** Opening MATERIAL FOR THIS EXERCISE block **

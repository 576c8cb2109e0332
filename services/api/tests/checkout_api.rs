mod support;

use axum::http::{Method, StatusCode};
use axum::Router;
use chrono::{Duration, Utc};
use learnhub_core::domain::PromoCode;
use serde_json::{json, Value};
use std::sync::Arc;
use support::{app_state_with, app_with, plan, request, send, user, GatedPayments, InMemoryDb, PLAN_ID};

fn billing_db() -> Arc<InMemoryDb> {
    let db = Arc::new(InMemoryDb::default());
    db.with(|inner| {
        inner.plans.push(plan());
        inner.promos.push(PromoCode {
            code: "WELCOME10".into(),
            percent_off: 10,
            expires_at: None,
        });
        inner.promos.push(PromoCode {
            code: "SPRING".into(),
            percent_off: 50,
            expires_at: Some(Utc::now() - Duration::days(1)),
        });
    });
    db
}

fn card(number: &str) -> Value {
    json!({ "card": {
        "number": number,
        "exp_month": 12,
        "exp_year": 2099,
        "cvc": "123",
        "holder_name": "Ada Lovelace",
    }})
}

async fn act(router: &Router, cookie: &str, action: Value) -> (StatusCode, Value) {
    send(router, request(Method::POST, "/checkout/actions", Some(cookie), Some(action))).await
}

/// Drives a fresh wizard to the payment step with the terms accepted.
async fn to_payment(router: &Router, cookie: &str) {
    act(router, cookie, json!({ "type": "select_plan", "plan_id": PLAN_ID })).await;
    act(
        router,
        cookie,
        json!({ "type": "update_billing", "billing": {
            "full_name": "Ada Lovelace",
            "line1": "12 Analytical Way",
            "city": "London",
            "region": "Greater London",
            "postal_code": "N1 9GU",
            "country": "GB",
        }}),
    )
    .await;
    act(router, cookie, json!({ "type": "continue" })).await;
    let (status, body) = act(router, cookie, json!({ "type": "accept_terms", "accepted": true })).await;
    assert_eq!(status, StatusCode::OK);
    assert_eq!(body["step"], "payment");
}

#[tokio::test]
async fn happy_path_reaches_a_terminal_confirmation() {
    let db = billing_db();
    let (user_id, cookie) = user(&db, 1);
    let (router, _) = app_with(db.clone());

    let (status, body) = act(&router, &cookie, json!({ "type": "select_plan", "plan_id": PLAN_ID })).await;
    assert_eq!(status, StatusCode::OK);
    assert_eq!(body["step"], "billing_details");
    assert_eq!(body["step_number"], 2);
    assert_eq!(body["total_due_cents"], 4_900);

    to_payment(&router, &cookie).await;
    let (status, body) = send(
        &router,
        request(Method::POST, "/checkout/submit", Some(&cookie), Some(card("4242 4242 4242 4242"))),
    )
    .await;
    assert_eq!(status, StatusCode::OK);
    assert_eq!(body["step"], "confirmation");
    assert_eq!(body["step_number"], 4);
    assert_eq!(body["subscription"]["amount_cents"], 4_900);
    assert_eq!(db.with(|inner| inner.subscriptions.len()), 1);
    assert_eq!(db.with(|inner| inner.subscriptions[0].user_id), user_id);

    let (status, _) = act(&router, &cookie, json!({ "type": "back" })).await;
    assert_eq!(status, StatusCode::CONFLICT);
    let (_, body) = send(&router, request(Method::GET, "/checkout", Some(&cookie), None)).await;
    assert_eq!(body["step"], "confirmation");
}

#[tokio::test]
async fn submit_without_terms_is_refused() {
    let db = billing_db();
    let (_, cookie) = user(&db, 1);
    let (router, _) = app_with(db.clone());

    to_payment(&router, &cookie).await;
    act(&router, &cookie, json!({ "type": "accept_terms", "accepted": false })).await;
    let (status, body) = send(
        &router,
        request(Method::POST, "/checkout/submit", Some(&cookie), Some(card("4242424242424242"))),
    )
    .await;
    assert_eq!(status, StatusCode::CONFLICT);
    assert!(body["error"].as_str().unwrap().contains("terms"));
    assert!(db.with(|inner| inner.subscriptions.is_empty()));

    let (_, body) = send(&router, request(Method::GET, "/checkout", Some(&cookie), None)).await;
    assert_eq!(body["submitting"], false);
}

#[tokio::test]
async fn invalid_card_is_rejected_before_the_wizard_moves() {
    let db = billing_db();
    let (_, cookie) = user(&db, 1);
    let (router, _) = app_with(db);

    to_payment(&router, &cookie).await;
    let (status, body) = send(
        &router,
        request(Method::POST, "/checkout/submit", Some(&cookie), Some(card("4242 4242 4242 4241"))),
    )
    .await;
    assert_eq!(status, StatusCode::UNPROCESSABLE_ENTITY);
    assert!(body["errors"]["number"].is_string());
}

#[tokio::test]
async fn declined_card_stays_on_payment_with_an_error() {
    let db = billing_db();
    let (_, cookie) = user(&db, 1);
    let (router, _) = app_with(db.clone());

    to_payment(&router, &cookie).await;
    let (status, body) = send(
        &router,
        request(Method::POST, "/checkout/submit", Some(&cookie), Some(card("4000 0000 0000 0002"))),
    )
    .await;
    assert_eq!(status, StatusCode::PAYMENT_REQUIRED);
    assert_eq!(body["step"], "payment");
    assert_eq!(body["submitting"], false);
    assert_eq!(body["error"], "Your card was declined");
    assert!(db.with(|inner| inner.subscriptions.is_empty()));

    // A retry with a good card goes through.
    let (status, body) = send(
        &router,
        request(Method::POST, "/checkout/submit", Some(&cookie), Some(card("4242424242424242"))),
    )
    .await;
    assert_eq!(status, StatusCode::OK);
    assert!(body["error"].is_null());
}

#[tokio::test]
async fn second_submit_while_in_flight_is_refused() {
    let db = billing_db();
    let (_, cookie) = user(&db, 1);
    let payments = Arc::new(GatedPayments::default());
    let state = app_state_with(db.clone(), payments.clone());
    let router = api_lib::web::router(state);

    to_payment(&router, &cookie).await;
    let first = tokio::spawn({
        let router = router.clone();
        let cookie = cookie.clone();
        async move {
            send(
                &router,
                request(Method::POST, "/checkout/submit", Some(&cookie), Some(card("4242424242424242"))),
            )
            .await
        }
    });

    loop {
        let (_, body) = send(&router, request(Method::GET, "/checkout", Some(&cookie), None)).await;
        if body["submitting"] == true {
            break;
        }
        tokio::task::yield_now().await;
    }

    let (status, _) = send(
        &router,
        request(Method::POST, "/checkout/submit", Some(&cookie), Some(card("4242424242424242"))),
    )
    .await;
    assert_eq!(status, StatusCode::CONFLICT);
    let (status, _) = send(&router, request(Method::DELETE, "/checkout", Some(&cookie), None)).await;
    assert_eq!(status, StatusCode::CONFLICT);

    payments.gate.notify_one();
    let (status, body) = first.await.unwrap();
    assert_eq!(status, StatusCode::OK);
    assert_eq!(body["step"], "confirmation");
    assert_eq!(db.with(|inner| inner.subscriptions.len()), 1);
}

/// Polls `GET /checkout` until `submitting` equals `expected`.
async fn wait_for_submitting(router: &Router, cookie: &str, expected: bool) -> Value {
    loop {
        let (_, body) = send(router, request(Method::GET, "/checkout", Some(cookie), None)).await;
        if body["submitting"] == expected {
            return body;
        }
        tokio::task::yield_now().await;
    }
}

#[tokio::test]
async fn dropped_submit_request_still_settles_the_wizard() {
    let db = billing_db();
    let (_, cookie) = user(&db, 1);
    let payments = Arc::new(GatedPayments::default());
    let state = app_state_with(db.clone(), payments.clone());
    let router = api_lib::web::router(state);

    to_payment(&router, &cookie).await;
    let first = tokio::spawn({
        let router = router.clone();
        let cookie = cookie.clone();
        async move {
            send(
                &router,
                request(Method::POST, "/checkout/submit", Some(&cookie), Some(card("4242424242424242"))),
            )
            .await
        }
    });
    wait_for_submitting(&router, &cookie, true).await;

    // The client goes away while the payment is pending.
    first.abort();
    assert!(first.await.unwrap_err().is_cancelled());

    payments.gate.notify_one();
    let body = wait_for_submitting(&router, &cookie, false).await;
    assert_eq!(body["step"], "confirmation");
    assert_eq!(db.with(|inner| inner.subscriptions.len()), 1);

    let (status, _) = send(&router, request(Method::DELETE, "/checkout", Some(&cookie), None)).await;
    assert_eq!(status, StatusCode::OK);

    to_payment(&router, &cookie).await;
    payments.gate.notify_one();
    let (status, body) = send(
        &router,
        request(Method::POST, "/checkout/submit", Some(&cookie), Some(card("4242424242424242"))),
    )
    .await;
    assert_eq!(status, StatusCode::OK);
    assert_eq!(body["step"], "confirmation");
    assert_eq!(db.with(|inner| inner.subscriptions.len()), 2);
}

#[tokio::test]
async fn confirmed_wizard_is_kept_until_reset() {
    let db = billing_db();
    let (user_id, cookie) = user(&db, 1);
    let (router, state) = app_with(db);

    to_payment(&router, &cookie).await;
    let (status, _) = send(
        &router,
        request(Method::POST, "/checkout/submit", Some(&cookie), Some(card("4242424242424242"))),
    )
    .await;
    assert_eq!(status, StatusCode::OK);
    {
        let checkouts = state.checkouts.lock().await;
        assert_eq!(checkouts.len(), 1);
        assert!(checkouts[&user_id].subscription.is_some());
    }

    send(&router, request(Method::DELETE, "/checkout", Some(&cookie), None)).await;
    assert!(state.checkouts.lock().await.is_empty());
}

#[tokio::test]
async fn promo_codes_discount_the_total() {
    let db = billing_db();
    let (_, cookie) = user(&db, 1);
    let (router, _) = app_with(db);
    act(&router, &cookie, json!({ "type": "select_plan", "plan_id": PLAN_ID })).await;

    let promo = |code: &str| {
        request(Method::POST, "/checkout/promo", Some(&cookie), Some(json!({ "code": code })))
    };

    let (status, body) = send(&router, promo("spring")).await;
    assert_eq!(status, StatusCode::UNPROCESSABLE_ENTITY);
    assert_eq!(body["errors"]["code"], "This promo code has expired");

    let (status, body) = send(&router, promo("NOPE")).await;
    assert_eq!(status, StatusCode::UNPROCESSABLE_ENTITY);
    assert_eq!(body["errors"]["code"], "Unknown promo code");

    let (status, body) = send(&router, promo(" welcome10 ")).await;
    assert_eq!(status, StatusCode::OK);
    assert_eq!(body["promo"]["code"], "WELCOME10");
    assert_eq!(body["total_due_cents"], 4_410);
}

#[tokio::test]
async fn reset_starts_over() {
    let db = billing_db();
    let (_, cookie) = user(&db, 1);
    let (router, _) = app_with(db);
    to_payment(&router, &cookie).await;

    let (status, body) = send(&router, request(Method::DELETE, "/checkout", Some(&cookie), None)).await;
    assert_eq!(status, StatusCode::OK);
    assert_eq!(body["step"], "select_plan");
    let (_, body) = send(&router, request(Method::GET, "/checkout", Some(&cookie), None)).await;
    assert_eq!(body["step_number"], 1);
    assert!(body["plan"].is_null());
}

** Closing MATERIAL FOR THIS EXERCISE block **

> YOUR GOAL:
Give the lines again, exactly as they stand, from the beginning of the data through the line with "fn billing_db() ->".

> RESPONSE BELOW:
repository 576c8cb2109e0332
filename services/api/tests/checkout_api.rs
mod support;

use axum::http::{Method, StatusCode};
use axum::Router;
use chrono::{Duration, Utc};
use learnhub_core::domain::PromoCode;
use serde_json::{json, Value};
use std::sync::Arc;
use support::{app_state_with, app_with, plan, request, send, user, GatedPayments, InMemoryDb, PLAN_ID};

fn billing_db() -> Arc<InMemoryDb> {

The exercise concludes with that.